++++ The input ++++

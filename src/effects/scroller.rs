//! Distorted banner: a text scroller pushed through a horizontal wave and a vertical bounce.

use crate::{
    assets::decode::PreparedImage,
    foundation::{
        core::{Point, Rect},
        error::DocResult,
    },
    render::{composite::CompositeMode, surface::Surface},
    text::{
        glyphs::CELL_HEIGHT,
        scroll::{ScrollState, ScrollText, draw_scroll_text},
    },
};

/// Number of samples in the displacement table.
pub const TABLE_LEN: usize = 1035;
/// Extra width of the working layers over the viewport, split evenly on both sides.
pub const SIDE_MARGIN: u32 = 128;
/// Height of the bounce layer.
pub const BOUNCE_HEIGHT: u32 = 120;
/// Frame row where the banner is drawn.
pub const BANNER_Y: f64 = 62.0;

const BAND_HEIGHT: u32 = 2;
const BAND_COUNT: u32 = CELL_HEIGHT / BAND_HEIGHT;
const BOUNCE_STEP: f64 = 1.2;

/// Precomputed horizontal displacement per band, in pixels.
///
/// Four segments: a slow two-frequency swing, a short sine burst, the swing again and a
/// longer sine burst.
#[derive(Clone, Debug, PartialEq)]
pub struct DisplacementTable {
    samples: Vec<f64>,
}

impl Default for DisplacementTable {
    fn default() -> Self {
        Self::new()
    }
}

impl DisplacementTable {
    /// Build the table.
    pub fn new() -> Self {
        let swing = |i: usize| {
            let i = i as f64;
            20.0 * (i * 7.0_f64.to_radians()).sin() + 30.0 * (i * 3.0_f64.to_radians()).cos()
        };
        let burst = |i: usize| 30.0 * (i as f64 * 8.0_f64.to_radians()).sin();

        let mut samples = Vec::with_capacity(TABLE_LEN);
        samples.extend((0..389).map(swing));
        samples.extend((0..68).map(burst));
        samples.extend((0..389).map(swing));
        samples.extend((0..189).map(burst));
        Self { samples }
    }

    /// Number of samples.
    pub fn len(&self) -> usize {
        self.samples.len()
    }

    /// Never true.
    pub fn is_empty(&self) -> bool {
        self.samples.is_empty()
    }

    /// Sample at `index`, wrapping modulo the table length.
    pub fn sample(&self, index: u64) -> f64 {
        self.samples[(index % self.samples.len() as u64) as usize]
    }

    /// All samples in order.
    pub fn as_slice(&self) -> &[f64] {
        &self.samples
    }
}

/// Per-frame banner counters.
#[derive(Clone, Copy, Debug, Default, PartialEq)]
pub struct BannerState {
    /// Text scroll position.
    pub scroll: ScrollState,
    /// Frames since the banner started; selects the table window.
    pub wave_frame: u64,
    /// Phase of the vertical bounce.
    pub bounce_phase: f64,
}

impl BannerState {
    /// Vertical bounce offset in `[0, 60]`.
    pub fn bounce_offset(&self) -> f64 {
        30.0 + 30.0 * (self.bounce_phase / 20.0).cos()
    }

    /// Step every counter past a drawn frame.
    pub fn advance(&mut self, scroll_step: f64, text: &ScrollText) {
        self.scroll.advance(scroll_step, text);
        self.bounce_phase += BOUNCE_STEP;
        self.wave_frame += 1;
    }
}

/// Working layers and displacement table for the banner.
#[derive(Debug)]
pub struct WaveScroller {
    table: DisplacementTable,
    viewport_width: u32,
    text_layer: Surface,
    wave_layer: Surface,
    bounce_layer: Surface,
}

impl WaveScroller {
    /// Allocate layers for a `viewport_width`-wide frame.
    pub fn new(viewport_width: u32) -> DocResult<Self> {
        let wide = viewport_width + 2 * SIDE_MARGIN;
        Ok(Self {
            table: DisplacementTable::new(),
            viewport_width,
            text_layer: Surface::new(wide, CELL_HEIGHT)?,
            wave_layer: Surface::new(wide, CELL_HEIGHT)?,
            bounce_layer: Surface::new(wide, BOUNCE_HEIGHT)?,
        })
    }

    /// The displacement table in use.
    pub fn table(&self) -> &DisplacementTable {
        &self.table
    }

    /// Draw the banner for `state` onto `dst`.
    #[tracing::instrument(level = "trace", skip_all, fields(wave_frame = state.wave_frame))]
    pub fn draw(
        &mut self,
        dst: &mut Surface,
        font: &PreparedImage,
        text: &ScrollText,
        state: &BannerState,
    ) {
        self.text_layer.clear();
        self.wave_layer.clear();
        self.bounce_layer.clear();

        draw_scroll_text(&mut self.text_layer, font, text, state.scroll);

        let wide = f64::from(self.text_layer.width());
        let bounce = state.bounce_offset();
        for j in 0..BAND_COUNT {
            let top = f64::from(j * BAND_HEIGHT);
            let band = Rect::new(0.0, top, wide, top + f64::from(BAND_HEIGHT));
            let shift = self.table.sample(state.wave_frame + u64::from(j));

            self.wave_layer.blit(
                &self.text_layer,
                band,
                Point::new(shift, top),
                CompositeMode::SourceOver,
            );
            // The bounce pass shifts each band horizontally a second time.
            self.bounce_layer.blit(
                &self.wave_layer,
                band,
                Point::new(shift, top + bounce),
                CompositeMode::SourceOver,
            );
        }

        let margin = f64::from(SIDE_MARGIN);
        let visible = Rect::new(
            margin,
            0.0,
            margin + f64::from(self.viewport_width),
            f64::from(BOUNCE_HEIGHT),
        );
        dst.blit(
            &self.bounce_layer,
            visible,
            Point::new(0.0, BANNER_Y),
            CompositeMode::SourceOver,
        );
    }
}

#[cfg(test)]
#[path = "../../tests/unit/effects/scroller.rs"]
mod tests;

++++

> **Work to complete**: Would you reproduce every record above exactly as it appears?

> **Task response**:
filename src/effects/scroller.rs
//! Distorted banner: a text scroller pushed through a horizontal wave and a vertical bounce.

use crate::{
    assets::decode::PreparedImage,
    foundation::{
        core::{Point, Rect},
        error::DocResult,
    },
    render::{composite::CompositeMode, surface::Surface},
    text::{
        glyphs::CELL_HEIGHT,
        scroll::{ScrollState, ScrollText, draw_scroll_text},
    },
};

/// Number of samples in the displacement table.
pub const TABLE_LEN: usize = 1035;
/// Extra width of the working layers over the viewport, split evenly on both sides.
pub const SIDE_MARGIN: u32 = 128;
/// Height of the bounce layer.
pub const BOUNCE_HEIGHT: u32 = 120;
/// Frame row where the banner is drawn.
pub const BANNER_Y: f64 = 62.0;

const BAND_HEIGHT: u32 = 2;
const BAND_COUNT: u32 = CELL_HEIGHT / BAND_HEIGHT;
const BOUNCE_STEP: f64 = 1.2;

/// Precomputed horizontal displacement per band, in pixels.
///
/// Four segments: a slow two-frequency swing, a short sine burst, the swing again and a
/// longer sine burst.
#[derive(Clone, Debug, PartialEq)]
pub struct DisplacementTable {
    samples: Vec<f64>,
}

impl Default for DisplacementTable {
    fn default() -> Self {
        Self::new()
    }
}

impl DisplacementTable {
    /// Build the table.
    pub fn new() -> Self {
        let swing = |i: usize| {
            let i = i as f64;
            20.0 * (i * 7.0_f64.to_radians()).sin() + 30.0 * (i * 3.0_f64.to_radians()).cos()
        };
        let burst = |i: usize| 30.0 * (i as f64 * 8.0_f64.to_radians()).sin();

        let mut samples = Vec::with_capacity(TABLE_LEN);
        samples.extend((0..389).map(swing));
        samples.extend((0..68).map(burst));
        samples.extend((0..389).map(swing));
        samples.extend((0..189).map(burst));
        Self { samples }
    }

    /// Number of samples.
    pub fn len(&self) -> usize {
        self.samples.len()
    }

    /// Never true.
    pub fn is_empty(&self) -> bool {
        self.samples.is_empty()
    }

    /// Sample at `index`, wrapping modulo the table length.
    pub fn sample(&self, index: u64) -> f64 {
        self.samples[(index % self.samples.len() as u64) as usize]
    }

    /// All samples in order.
    pub fn as_slice(&self) -> &[f64] {
        &self.samples
    }
}

/// Per-frame banner counters.
#[derive(Clone, Copy, Debug, Default, PartialEq)]
pub struct BannerState {
    /// Text scroll position.
    pub scroll: ScrollState,
    /// Frames since the banner started; selects the table window.
    pub wave_frame: u64,
    /// Phase of the vertical bounce.
    pub bounce_phase: f64,
}

impl BannerState {
    /// Vertical bounce offset in `[0, 60]`.
    pub fn bounce_offset(&self) -> f64 {
        30.0 + 30.0 * (self.bounce_phase / 20.0).cos()
    }

    /// Step every counter past a drawn frame.
    pub fn advance(&mut self, scroll_step: f64, text: &ScrollText) {
        self.scroll.advance(scroll_step, text);
        self.bounce_phase += BOUNCE_STEP;
        self.wave_frame += 1;
    }
}

/// Working layers and displacement table for the banner.
#[derive(Debug)]
pub struct WaveScroller {
    table: DisplacementTable,
    viewport_width: u32,
    text_layer: Surface,
    wave_layer: Surface,
    bounce_layer: Surface,
}

impl WaveScroller {
    /// Allocate layers for a `viewport_width`-wide frame.
    pub fn new(viewport_width: u32) -> DocResult<Self> {
        let wide = viewport_width + 2 * SIDE_MARGIN;
        Ok(Self {
            table: DisplacementTable::new(),
            viewport_width,
            text_layer: Surface::new(wide, CELL_HEIGHT)?,
            wave_layer: Surface::new(wide, CELL_HEIGHT)?,
            bounce_layer: Surface::new(wide, BOUNCE_HEIGHT)?,
        })
    }

    /// The displacement table in use.
    pub fn table(&self) -> &DisplacementTable {
        &self.table
    }

    /// Draw the banner for `state` onto `dst`.
    #[tracing::instrument(level = "trace", skip_all, fields(wave_frame = state.wave_frame))]
    pub fn draw(
        &mut self,
        dst: &mut Surface,
        font: &PreparedImage,
        text: &ScrollText,
        state: &BannerState,
    ) {
        self.text_layer.clear();
        self.wave_layer.clear();
        self.bounce_layer.clear();

        draw_scroll_text(&mut self.text_layer, font, text, state.scroll);

        let wide = f64::from(self.text_layer.width());
        let bounce = state.bounce_offset();
        for j in 0..BAND_COUNT {
            let top = f64::from(j * BAND_HEIGHT);
            let band = Rect::new(0.0, top, wide, top + f64::from(BAND_HEIGHT));
            let shift = self.table.sample(state.wave_frame + u64::from(j));

            self.wave_layer.blit(
                &self.text_layer,
                band,
                Point::new(shift, top),
                CompositeMode::SourceOver,
            );
            // The bounce pass shifts each band horizontally a second time.
            self.bounce_layer.blit(
                &self.wave_layer,
                band,
                Point::new(shift, top + bounce),
                CompositeMode::SourceOver,
            );
        }

        let margin = f64::from(SIDE_MARGIN);
        let visible = Rect::new(
            margin,
            0.0,
            margin + f64::from(self.viewport_width),
            f64::from(BOUNCE_HEIGHT),
        );
        dst.blit(
            &self.bounce_layer,
            visible,
            Point::new(0.0, BANNER_Y),
            CompositeMode::SourceOver,
        );
    }
}

#[cfg(test)]
#[path = "../../tests/unit/effects/scroller.rs"]
mod tests;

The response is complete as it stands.